SUPPLIED DATA.

-------------------------

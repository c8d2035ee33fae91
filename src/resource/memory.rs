//! RAM ceiling gate.
//!
//! When the RAM limit is enabled, the gate samples current used memory and
//! blocks job start while usage is above the configured ceiling, emitting a
//! throttling notification on each sample. Hosts whose total memory is at or
//! below the ceiling skip the gate entirely: limiting would be meaningless.

use std::sync::Mutex;
use std::time::Duration;

use sysinfo::System;
use tracing::{debug, info};

/// Interval between memory samples while throttled.
pub const MEMORY_POLL_INTERVAL: Duration = Duration::from_secs(1);

/// Source of host memory readings.
///
/// The production implementation is [`SysinfoSampler`]; tests substitute
/// scripted samplers to drive the gate deterministically.
pub trait MemorySampler: Send + Sync {
    /// Total physical memory of the host in bytes.
    fn total_memory(&self) -> u64;
    /// Currently used physical memory in bytes.
    fn used_memory(&self) -> u64;
}

/// [`MemorySampler`] backed by the `sysinfo` crate.
pub struct SysinfoSampler {
    system: Mutex<System>,
}

impl SysinfoSampler {
    /// Creates a sampler with a fresh system handle.
    #[must_use]
    pub fn new() -> Self {
        Self {
            system: Mutex::new(System::new()),
        }
    }
}

impl Default for SysinfoSampler {
    fn default() -> Self {
        Self::new()
    }
}

impl MemorySampler for SysinfoSampler {
    fn total_memory(&self) -> u64 {
        let mut system = self
            .system
            .lock()
            .unwrap_or_else(std::sync::PoisonError::into_inner);
        system.refresh_memory();
        system.total_memory()
    }

    fn used_memory(&self) -> u64 {
        let mut system = self
            .system
            .lock()
            .unwrap_or_else(std::sync::PoisonError::into_inner);
        system.refresh_memory();
        system.used_memory()
    }
}

/// Blocks until used memory is at or below `ceiling_bytes`.
///
/// Returns immediately when the limit is inapplicable (host total memory at
/// or below the ceiling). Otherwise samples used memory every
/// [`MEMORY_POLL_INTERVAL`], calling `on_throttle` once per sample that is
/// still over the ceiling.
pub async fn wait_for_memory_budget<S>(sampler: &S, ceiling_bytes: u64, on_throttle: impl FnMut())
where
    S: MemorySampler + ?Sized,
{
    wait_for_memory_budget_with_interval(sampler, ceiling_bytes, MEMORY_POLL_INTERVAL, on_throttle)
        .await;
}

/// [`wait_for_memory_budget`] with an explicit poll interval.
pub async fn wait_for_memory_budget_with_interval<S>(
    sampler: &S,
    ceiling_bytes: u64,
    interval: Duration,
    mut on_throttle: impl FnMut(),
) where
    S: MemorySampler + ?Sized,
{
    let total = sampler.total_memory();
    if total <= ceiling_bytes {
        debug!(
            total,
            ceiling = ceiling_bytes,
            "host memory at or below ceiling, gate inapplicable"
        );
        return;
    }

    info!(ceiling = ceiling_bytes, "memory gate armed");

    loop {
        let used = sampler.used_memory();
        if used <= ceiling_bytes {
            debug!(used, ceiling = ceiling_bytes, "memory under ceiling");
            return;
        }
        debug!(used, ceiling = ceiling_bytes, "memory over ceiling, waiting");
        on_throttle();
        tokio::time::sleep(interval).await;
    }
}
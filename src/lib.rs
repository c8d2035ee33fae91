//! Partfetch Core Library
//!
//! This library fetches a large, fixed-size set of remote archive parts over
//! HTTP with a bounded worker pool, skips parts already present on disk,
//! streams each part to disk without buffering it in memory, optionally
//! extracts ZIP archives into a destination directory, and reports per-item
//! outcomes plus overall completion percentage to an observer.
//!
//! # Architecture
//!
//! The library is organized into the following modules:
//! - [`manifest`] - Deterministic enumeration of the remote part sequence
//! - [`resource`] - Disk-space precheck and RAM ceiling gate
//! - [`fetch`] - Streaming HTTP client and the bounded worker pool
//! - [`extract`] - ZIP archive expansion
//! - [`progress`] - Outcome aggregation and the observer interface
//! - [`job`] - Job lifecycle tying the above together

// Clippy lints - strict for library code
#![deny(clippy::unwrap_used)]
#![deny(clippy::expect_used)]
#![warn(clippy::pedantic)]
#![allow(clippy::module_name_repetitions)]

pub mod config;
pub mod extract;
pub mod fetch;
pub mod job;
pub mod manifest;
pub mod progress;
pub mod resource;

// Re-export commonly used types
pub use config::{
    DEFAULT_CHUNK_SIZE_BYTES, DEFAULT_MAX_WORKERS, DEFAULT_MEMORY_CEILING_BYTES,
    DEFAULT_MIN_FREE_DISK_BYTES, FileConfig, ResourceLimits,
};
pub use extract::{ExtractError, extract_archive, is_zip_archive};
pub use fetch::{
    FetchError, FetchOutcome, Fetcher, ItemOutcome, PartClient, Scheduler, SchedulerError,
};
pub use job::{InstallMode, Job, JobConfig, JobError, JobReport, JobState};
pub use manifest::{DEFAULT_BASE_URL, DEFAULT_PART_COUNT, DEFAULT_PREFIX, Manifest, WorkItem};
pub use progress::{Aggregator, ProgressObserver};
pub use resource::{MemorySampler, ResourceError, SysinfoSampler};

-------------------------

Write out exactly the lines above between the line with "in memory, optionally" and the line with "the bounded worker pool", inclusive, and nothing beyond them.

//! streams each part to disk without buffering it in memory, optionally
//! extracts ZIP archives into a destination directory, and reports per-item
//! outcomes plus overall completion percentage to an observer.
//!
//! # Architecture
//!
//! The library is organized into the following modules:
//! - [`manifest`] - Deterministic enumeration of the remote part sequence
//! - [`resource`] - Disk-space precheck and RAM ceiling gate
//! - [`fetch`] - Streaming HTTP client and the bounded worker pool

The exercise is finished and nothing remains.